■ Extracted entries
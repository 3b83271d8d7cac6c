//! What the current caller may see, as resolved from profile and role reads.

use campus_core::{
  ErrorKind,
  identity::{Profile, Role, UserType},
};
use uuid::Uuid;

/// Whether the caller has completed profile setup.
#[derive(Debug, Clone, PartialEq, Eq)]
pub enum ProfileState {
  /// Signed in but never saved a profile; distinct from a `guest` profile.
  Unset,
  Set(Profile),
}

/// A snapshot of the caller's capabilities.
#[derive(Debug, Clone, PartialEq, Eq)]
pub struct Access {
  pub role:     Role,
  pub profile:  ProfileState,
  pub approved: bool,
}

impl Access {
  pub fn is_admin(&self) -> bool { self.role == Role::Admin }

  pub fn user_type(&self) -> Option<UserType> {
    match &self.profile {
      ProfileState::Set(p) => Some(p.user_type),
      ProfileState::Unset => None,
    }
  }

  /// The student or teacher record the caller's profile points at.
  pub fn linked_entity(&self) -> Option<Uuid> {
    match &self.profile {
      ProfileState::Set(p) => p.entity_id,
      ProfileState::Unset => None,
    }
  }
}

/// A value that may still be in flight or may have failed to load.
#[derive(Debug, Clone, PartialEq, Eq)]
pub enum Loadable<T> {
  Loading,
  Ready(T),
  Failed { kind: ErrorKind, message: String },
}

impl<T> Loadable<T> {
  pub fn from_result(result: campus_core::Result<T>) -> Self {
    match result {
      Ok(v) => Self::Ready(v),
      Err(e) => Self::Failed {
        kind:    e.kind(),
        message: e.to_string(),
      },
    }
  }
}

---

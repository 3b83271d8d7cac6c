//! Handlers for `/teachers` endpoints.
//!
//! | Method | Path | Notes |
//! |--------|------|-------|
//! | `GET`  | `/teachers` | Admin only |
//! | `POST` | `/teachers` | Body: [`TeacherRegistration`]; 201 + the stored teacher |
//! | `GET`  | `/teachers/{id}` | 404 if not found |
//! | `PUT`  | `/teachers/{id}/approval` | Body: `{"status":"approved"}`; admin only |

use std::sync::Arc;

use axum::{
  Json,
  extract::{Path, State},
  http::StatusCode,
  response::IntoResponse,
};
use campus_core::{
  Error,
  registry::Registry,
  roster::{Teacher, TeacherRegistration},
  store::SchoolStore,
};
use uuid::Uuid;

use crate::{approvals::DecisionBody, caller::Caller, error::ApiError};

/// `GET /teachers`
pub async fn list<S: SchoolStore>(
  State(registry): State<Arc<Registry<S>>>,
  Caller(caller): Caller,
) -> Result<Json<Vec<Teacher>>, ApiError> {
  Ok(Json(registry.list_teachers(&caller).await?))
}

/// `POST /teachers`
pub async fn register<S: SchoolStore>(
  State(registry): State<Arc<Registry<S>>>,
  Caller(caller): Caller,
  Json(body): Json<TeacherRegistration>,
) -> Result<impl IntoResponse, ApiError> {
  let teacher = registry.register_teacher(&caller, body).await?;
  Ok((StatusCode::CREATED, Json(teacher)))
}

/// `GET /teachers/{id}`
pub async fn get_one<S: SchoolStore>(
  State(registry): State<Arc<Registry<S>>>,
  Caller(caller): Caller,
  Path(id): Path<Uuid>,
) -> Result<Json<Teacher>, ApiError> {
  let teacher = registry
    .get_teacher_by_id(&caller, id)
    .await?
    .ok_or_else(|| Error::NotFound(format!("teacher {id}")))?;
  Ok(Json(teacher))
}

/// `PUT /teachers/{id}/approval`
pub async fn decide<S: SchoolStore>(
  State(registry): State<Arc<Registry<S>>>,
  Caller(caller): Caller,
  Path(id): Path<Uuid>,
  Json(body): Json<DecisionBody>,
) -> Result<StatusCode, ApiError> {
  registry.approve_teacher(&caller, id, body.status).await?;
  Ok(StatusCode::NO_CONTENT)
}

---

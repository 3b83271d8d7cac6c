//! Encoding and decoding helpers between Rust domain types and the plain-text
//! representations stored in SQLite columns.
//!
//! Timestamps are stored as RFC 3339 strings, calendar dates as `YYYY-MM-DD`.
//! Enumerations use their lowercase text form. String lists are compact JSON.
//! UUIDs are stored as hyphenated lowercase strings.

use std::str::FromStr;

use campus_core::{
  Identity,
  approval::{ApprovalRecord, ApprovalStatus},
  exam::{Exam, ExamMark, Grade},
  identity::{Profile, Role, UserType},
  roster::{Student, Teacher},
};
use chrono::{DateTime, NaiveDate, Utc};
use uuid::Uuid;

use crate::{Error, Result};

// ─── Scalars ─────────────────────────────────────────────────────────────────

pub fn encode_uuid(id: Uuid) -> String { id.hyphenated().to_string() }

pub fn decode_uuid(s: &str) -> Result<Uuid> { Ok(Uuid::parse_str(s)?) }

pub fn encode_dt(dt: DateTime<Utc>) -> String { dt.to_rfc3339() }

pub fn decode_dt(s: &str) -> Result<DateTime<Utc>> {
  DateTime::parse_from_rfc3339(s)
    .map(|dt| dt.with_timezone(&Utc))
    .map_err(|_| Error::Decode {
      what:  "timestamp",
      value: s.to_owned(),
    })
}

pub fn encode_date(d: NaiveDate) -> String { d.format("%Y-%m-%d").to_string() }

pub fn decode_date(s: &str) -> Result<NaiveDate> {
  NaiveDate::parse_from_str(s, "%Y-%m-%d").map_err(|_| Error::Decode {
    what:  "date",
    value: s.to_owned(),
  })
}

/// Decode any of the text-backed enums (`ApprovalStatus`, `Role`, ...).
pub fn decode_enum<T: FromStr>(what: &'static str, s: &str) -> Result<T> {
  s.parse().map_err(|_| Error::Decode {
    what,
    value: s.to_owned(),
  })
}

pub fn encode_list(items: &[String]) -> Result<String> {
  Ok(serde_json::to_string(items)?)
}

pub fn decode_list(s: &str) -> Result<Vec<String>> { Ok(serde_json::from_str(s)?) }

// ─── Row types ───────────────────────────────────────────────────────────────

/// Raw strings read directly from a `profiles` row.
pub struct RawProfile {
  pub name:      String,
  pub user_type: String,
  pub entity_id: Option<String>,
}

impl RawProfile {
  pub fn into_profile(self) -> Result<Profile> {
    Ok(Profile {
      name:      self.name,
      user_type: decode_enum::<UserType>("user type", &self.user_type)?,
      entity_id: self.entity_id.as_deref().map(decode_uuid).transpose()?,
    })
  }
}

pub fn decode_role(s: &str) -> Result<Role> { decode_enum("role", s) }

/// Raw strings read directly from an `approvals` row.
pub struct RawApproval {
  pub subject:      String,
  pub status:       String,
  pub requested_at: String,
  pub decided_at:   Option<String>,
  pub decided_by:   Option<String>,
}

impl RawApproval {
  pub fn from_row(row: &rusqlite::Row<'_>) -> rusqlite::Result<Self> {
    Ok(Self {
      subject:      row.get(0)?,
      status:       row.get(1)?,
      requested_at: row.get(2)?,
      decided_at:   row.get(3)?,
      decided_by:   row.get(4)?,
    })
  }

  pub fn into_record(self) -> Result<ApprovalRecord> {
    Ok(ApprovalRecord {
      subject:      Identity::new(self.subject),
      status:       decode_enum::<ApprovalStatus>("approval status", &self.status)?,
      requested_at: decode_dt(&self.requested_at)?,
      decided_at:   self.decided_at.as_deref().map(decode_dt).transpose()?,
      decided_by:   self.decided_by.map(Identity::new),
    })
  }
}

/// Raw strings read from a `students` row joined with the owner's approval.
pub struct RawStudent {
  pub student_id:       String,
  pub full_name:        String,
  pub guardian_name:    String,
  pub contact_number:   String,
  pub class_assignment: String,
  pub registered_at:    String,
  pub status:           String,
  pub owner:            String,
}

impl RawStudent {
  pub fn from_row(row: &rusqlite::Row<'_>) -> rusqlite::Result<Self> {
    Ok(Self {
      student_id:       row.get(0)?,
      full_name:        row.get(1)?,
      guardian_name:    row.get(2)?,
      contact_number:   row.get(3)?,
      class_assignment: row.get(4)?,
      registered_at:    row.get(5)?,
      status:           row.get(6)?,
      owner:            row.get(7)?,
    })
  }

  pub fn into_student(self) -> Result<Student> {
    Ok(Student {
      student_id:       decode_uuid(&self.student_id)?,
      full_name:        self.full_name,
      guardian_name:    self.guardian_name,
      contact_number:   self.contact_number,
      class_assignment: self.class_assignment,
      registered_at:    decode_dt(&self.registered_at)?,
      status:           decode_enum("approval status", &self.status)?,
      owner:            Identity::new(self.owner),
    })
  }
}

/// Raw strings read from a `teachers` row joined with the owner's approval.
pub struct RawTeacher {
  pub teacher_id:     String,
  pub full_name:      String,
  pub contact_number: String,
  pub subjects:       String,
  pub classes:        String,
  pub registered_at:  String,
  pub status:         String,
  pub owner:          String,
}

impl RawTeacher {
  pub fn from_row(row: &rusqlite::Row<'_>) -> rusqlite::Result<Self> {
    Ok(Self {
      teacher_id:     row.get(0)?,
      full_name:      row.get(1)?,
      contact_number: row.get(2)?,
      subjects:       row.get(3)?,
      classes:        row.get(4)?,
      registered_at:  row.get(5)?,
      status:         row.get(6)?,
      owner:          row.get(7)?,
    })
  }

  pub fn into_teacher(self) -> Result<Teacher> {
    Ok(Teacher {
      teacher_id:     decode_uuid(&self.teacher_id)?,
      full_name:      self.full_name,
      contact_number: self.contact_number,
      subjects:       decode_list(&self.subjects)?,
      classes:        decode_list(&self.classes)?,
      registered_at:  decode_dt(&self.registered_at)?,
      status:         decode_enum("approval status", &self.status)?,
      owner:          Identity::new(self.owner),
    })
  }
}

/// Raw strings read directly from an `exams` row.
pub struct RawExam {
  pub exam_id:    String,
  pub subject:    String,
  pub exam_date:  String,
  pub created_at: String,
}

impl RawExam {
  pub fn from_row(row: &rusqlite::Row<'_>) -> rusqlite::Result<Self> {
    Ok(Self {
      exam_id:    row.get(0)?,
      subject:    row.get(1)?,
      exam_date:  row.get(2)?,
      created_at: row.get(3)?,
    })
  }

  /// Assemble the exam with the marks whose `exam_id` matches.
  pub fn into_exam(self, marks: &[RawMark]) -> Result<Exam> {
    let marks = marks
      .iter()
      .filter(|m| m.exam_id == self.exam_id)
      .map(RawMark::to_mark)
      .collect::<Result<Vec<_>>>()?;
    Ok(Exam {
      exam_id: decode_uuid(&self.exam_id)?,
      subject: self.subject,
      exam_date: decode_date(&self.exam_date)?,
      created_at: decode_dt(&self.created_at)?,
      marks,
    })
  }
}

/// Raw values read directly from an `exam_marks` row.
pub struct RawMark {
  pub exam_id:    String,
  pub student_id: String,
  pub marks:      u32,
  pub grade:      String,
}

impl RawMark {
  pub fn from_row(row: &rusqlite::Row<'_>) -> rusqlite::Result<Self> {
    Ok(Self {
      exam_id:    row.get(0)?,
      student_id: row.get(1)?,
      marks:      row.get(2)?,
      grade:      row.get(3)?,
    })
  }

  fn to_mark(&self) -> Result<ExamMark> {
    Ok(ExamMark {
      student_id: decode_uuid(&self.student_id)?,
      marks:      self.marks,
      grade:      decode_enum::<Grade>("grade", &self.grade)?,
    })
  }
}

■ Try it
Reproduce word for word the material above, starting with the line that has "hyphenated lowercase strings." and stopping after the line that has "pub fn encode_dt(dt: DateTime<Utc>)".

■ Task response
//! UUIDs are stored as hyphenated lowercase strings.

use std::str::FromStr;

use campus_core::{
  Identity,
  approval::{ApprovalRecord, ApprovalStatus},
  exam::{Exam, ExamMark, Grade},
  identity::{Profile, Role, UserType},
  roster::{Student, Teacher},
};
use chrono::{DateTime, NaiveDate, Utc};
use uuid::Uuid;

use crate::{Error, Result};

// ─── Scalars ─────────────────────────────────────────────────────────────────

pub fn encode_uuid(id: Uuid) -> String { id.hyphenated().to_string() }

pub fn decode_uuid(s: &str) -> Result<Uuid> { Ok(Uuid::parse_str(s)?) }

pub fn encode_dt(dt: DateTime<Utc>) -> String { dt.to_rfc3339() }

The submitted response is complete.